MATERIALS PROVIDED →
________________________
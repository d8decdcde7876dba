//! Reusable checks shared by several specs

use anyhow::{ensure, Context, Result};
use async_trait::async_trait;
use reqwest::Method;
use serde_json::Value;
use std::time::Duration;

use crate::api::Auth;
use crate::data;
use crate::runner::{expect, Fixture, TestBody};

/// A mutating route must answer 401 when the token is missing or invalid
pub struct RequiresAuth {
    method: Method,
    endpoint: String,
    auth: Auth,
}

impl RequiresAuth {
    pub fn without_token(method: Method, endpoint: &str) -> Self {
        Self {
            method,
            endpoint: endpoint.to_string(),
            auth: Auth::None,
        }
    }

    pub fn with_invalid_token(method: Method, endpoint: &str) -> Self {
        Self {
            method,
            endpoint: endpoint.to_string(),
            auth: Auth::Raw("Bearer invalid-token".to_string()),
        }
    }
}

#[async_trait]
impl TestBody for RequiresAuth {
    async fn run(&self, fx: &mut Fixture) -> Result<()> {
        let body = if self.method == Method::POST || self.method == Method::PUT {
            Some(serde_json::to_value(data::product())?)
        } else {
            None
        };

        let res = fx
            .api
            .send(
                self.method.clone(),
                &self.endpoint,
                &[],
                body.as_ref(),
                self.auth.clone(),
            )
            .await?;
        expect::status(&res, 401)
    }
}

/// `GET <endpoint>` returns `{ quantidade, <key>: [...] }` with a matching count
pub struct ListingConsistency {
    endpoint: String,
    key: String,
}

impl ListingConsistency {
    pub fn new(endpoint: &str, key: &str) -> Self {
        Self {
            endpoint: endpoint.to_string(),
            key: key.to_string(),
        }
    }
}

#[async_trait]
impl TestBody for ListingConsistency {
    async fn run(&self, fx: &mut Fixture) -> Result<()> {
        let res = fx.api.list(&self.endpoint, &[]).await?;
        expect::status(&res, 200)?;
        expect::has_field(&res, "quantidade")?;

        let items = listed_items(&res.body, &self.key)?;
        let count = res
            .field("quantidade")
            .and_then(Value::as_u64)
            .context("quantidade is not a number")?;
        ensure!(
            count == items.len() as u64,
            "quantidade is {} but {} {} were listed",
            count,
            items.len(),
            self.key
        );
        Ok(())
    }
}

/// Query-string filter whose results must all satisfy `predicate`
pub struct Search {
    endpoint: String,
    key: String,
    query: Vec<(&'static str, String)>,
    predicate: fn(&Value) -> bool,
}

impl Search {
    pub fn new(
        endpoint: &str,
        key: &str,
        query: &[(&'static str, &str)],
        predicate: fn(&Value) -> bool,
    ) -> Self {
        Self {
            endpoint: endpoint.to_string(),
            key: key.to_string(),
            query: query.iter().map(|(k, v)| (*k, v.to_string())).collect(),
            predicate,
        }
    }
}

#[async_trait]
impl TestBody for Search {
    async fn run(&self, fx: &mut Fixture) -> Result<()> {
        let res = fx.api.list(&self.endpoint, &self.query).await?;
        expect::status(&res, 200)?;

        for item in listed_items(&res.body, &self.key)? {
            ensure!(
                (self.predicate)(item),
                "{} does not match filter {:?}",
                item,
                self.query
            );
        }
        Ok(())
    }
}

/// A single request must complete within the budget (`performanceBudgetMs` when unset)
pub struct ResponseTime {
    method: Method,
    endpoint: String,
    budget: Option<Duration>,
}

impl ResponseTime {
    pub fn new(method: Method, endpoint: &str) -> Self {
        Self {
            method,
            endpoint: endpoint.to_string(),
            budget: None,
        }
    }

    pub fn budget(mut self, budget: Duration) -> Self {
        self.budget = Some(budget);
        self
    }
}

#[async_trait]
impl TestBody for ResponseTime {
    async fn run(&self, fx: &mut Fixture) -> Result<()> {
        let budget = self
            .budget
            .unwrap_or_else(|| Duration::from_millis(fx.config().performance_budget_ms));
        let res = fx
            .api
            .send(self.method.clone(), &self.endpoint, &[], None, Auth::Stored)
            .await?;
        expect::within(&res, budget)
    }
}

fn listed_items<'a>(body: &'a Value, key: &str) -> Result<&'a Vec<Value>> {
    body.get(key)
        .and_then(Value::as_array)
        .with_context(|| format!("Expected an array under '{}' in {}", key, body))
}

#[cfg(test)]
mod tests {
    use super::*;
    use serde_json::json;

    #[test]
    fn test_listed_items() {
        let body = json!({"quantidade": 1, "produtos": [{"nome": "Mouse"}]});
        assert_eq!(listed_items(&body, "produtos").unwrap().len(), 1);
        assert!(listed_items(&body, "usuarios").is_err());
        assert!(listed_items(&json!({"produtos": "x"}), "produtos").is_err());
    }

    #[test]
    fn test_search_keeps_query() {
        fn any(_: &Value) -> bool {
            true
        }
        let search = Search::new("produtos", "produtos", &[("preco", "150")], any);
        assert_eq!(search.query, vec![("preco", "150".to_string())]);
    }
}
//! Specs run against the service

pub mod carrinhos;
pub mod checks;
pub mod login;
pub mod produtos;
pub mod smoke;
pub mod usuarios;

use crate::runner::SpecDef;

/// Every spec known to the runner
pub fn catalog() -> Vec<SpecDef> {
    vec![
        smoke::spec(),
        login::spec(),
        usuarios::spec(),
        produtos::spec(),
        carrinhos::spec(),
    ]
}

#[cfg(test)]
mod tests {
    use super::*;
    use std::collections::HashSet;

    #[test]
    fn test_catalog_names_are_unique() {
        let specs = catalog();
        let names: HashSet<&str> = specs.iter().map(|s| s.name.as_str()).collect();
        assert_eq!(names.len(), specs.len());
        assert!(specs.iter().all(|s| s.test_count() > 0));
    }
}
pub mod factory;

pub use factory::{product, unique_suffix, user};
use chrono::{DateTime, Duration, Utc};
use serde::{Deserialize, Deserializer, Serialize};
use std::fmt;

/// Account role on the service
#[derive(Debug, Clone, Copy, PartialEq, Eq, Hash, Serialize, Deserialize)]
#[serde(rename_all = "lowercase")]
pub enum Role {
    /// Privileged account (`administrador: "true"`)
    Admin,
    /// Standard account
    User,
}

impl Role {
    pub fn is_privileged(self) -> bool {
        matches!(self, Role::Admin)
    }

    pub fn as_str(self) -> &'static str {
        match self {
            Role::Admin => "admin",
            Role::User => "user",
        }
    }

    pub(crate) fn name_prefix(self) -> &'static str {
        match self {
            Role::Admin => "Admin",
            Role::User => "User",
        }
    }
}

impl fmt::Display for Role {
    fn fmt(&self, f: &mut fmt::Formatter<'_>) -> fmt::Result {
        f.write_str(self.as_str())
    }
}

impl std::str::FromStr for Role {
    type Err = anyhow::Error;

    fn from_str(s: &str) -> Result<Self, Self::Err> {
        match s.to_lowercase().as_str() {
            "admin" | "privileged" => Ok(Role::Admin),
            "user" | "standard" => Ok(Role::User),
            other => anyhow::bail!("Unknown role: {}", other),
        }
    }
}

/// A provisioned account. Field names on disk follow the fixture file layout.
#[derive(Debug, Clone, Serialize, Deserialize, PartialEq)]
pub struct Credential {
    #[serde(rename = "id")]
    pub identifier: String,
    pub email: String,
    #[serde(rename = "password")]
    pub secret: String,
    #[serde(rename = "nome")]
    pub display_name: String,
    #[serde(rename = "isAdmin")]
    pub is_privileged: bool,
    #[serde(rename = "createdAt")]
    pub issued_at: DateTime<Utc>,
    #[serde(
        rename = "authToken",
        default,
        skip_serializing_if = "Option::is_none"
    )]
    pub auth_token: Option<String>,
}

impl Credential {
    pub fn role(&self) -> Role {
        if self.is_privileged {
            Role::Admin
        } else {
            Role::User
        }
    }

    pub fn age(&self, now: DateTime<Utc>) -> Duration {
        now - self.issued_at
    }
}

/// Both roles' credentials for one test session
#[derive(Debug, Clone, Serialize, Deserialize, PartialEq)]
#[serde(rename_all = "camelCase")]
pub struct SessionCredentialSet {
    #[serde(rename = "admin")]
    pub privileged: Credential,
    #[serde(rename = "user")]
    pub standard: Credential,
    #[serde(deserialize_with = "string_or_number")]
    pub session_id: String,
}

impl SessionCredentialSet {
    pub fn get(&self, role: Role) -> &Credential {
        match role {
            Role::Admin => &self.privileged,
            Role::User => &self.standard,
        }
    }

    /// Valid while the privileged credential is younger than `ttl`
    pub fn is_valid(&self, now: DateTime<Utc>, ttl: Duration) -> bool {
        self.privileged.age(now) < ttl
    }
}

/// Older fixture files carry a numeric session id
fn string_or_number<'de, D>(deserializer: D) -> Result<String, D::Error>
where
    D: Deserializer<'de>,
{
    match serde_json::Value::deserialize(deserializer)? {
        serde_json::Value::String(s) => Ok(s),
        serde_json::Value::Number(n) => Ok(n.to_string()),
        other => Err(serde::de::Error::custom(format!(
            "invalid sessionId: {}",
            other
        ))),
    }
}


#[cfg(test)]
mod tests {
    use super::*;

    #[test]
    fn test_fixture_file_layout() {
        let json = r#"{
            "admin": {
                "id": "a1", "email": "admin@example.com", "password": "p",
                "nome": "Admin", "isAdmin": true, "createdAt": "2024-01-01T10:00:00.000Z",
                "authToken": "Bearer x"
            },
            "user": {
                "id": "u1", "email": "user@example.com", "password": "p",
                "nome": "User", "isAdmin": false, "createdAt": "2024-01-01T10:00:01.000Z"
            },
            "sessionId": 1704103201000
        }"#;

        let set: SessionCredentialSet = serde_json::from_str(json).unwrap();
        assert_eq!(set.session_id, "1704103201000");
        assert_eq!(set.privileged.role(), Role::Admin);
        assert_eq!(set.standard.role(), Role::User);
        assert_eq!(set.privileged.auth_token.as_deref(), Some("Bearer x"));
        assert!(set.standard.auth_token.is_none());

        let back = serde_json::to_value(&set).unwrap();
        assert_eq!(back["admin"]["isAdmin"], true);
        assert!(back["user"].get("authToken").is_none());
    }

    #[test]
    fn test_validity_window() {
        let issued = Utc::now();
        let set = fixtures::set(issued);
        let ttl = Duration::minutes(30);

        assert!(set.is_valid(issued + Duration::minutes(29), ttl));
        assert!(!set.is_valid(issued + Duration::minutes(30), ttl));
    }

    #[test]
    fn test_role_parsing() {
        assert_eq!("ADMIN".parse::<Role>().unwrap(), Role::Admin);
        assert_eq!("standard".parse::<Role>().unwrap(), Role::User);
        assert!("guest".parse::<Role>().is_err());
    }
}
________________________
Extract, from the material above, each line holding the word "within".

/// A single request must complete within the budget (`performanceBudgetMs` when unset)
        expect::within(&res, budget)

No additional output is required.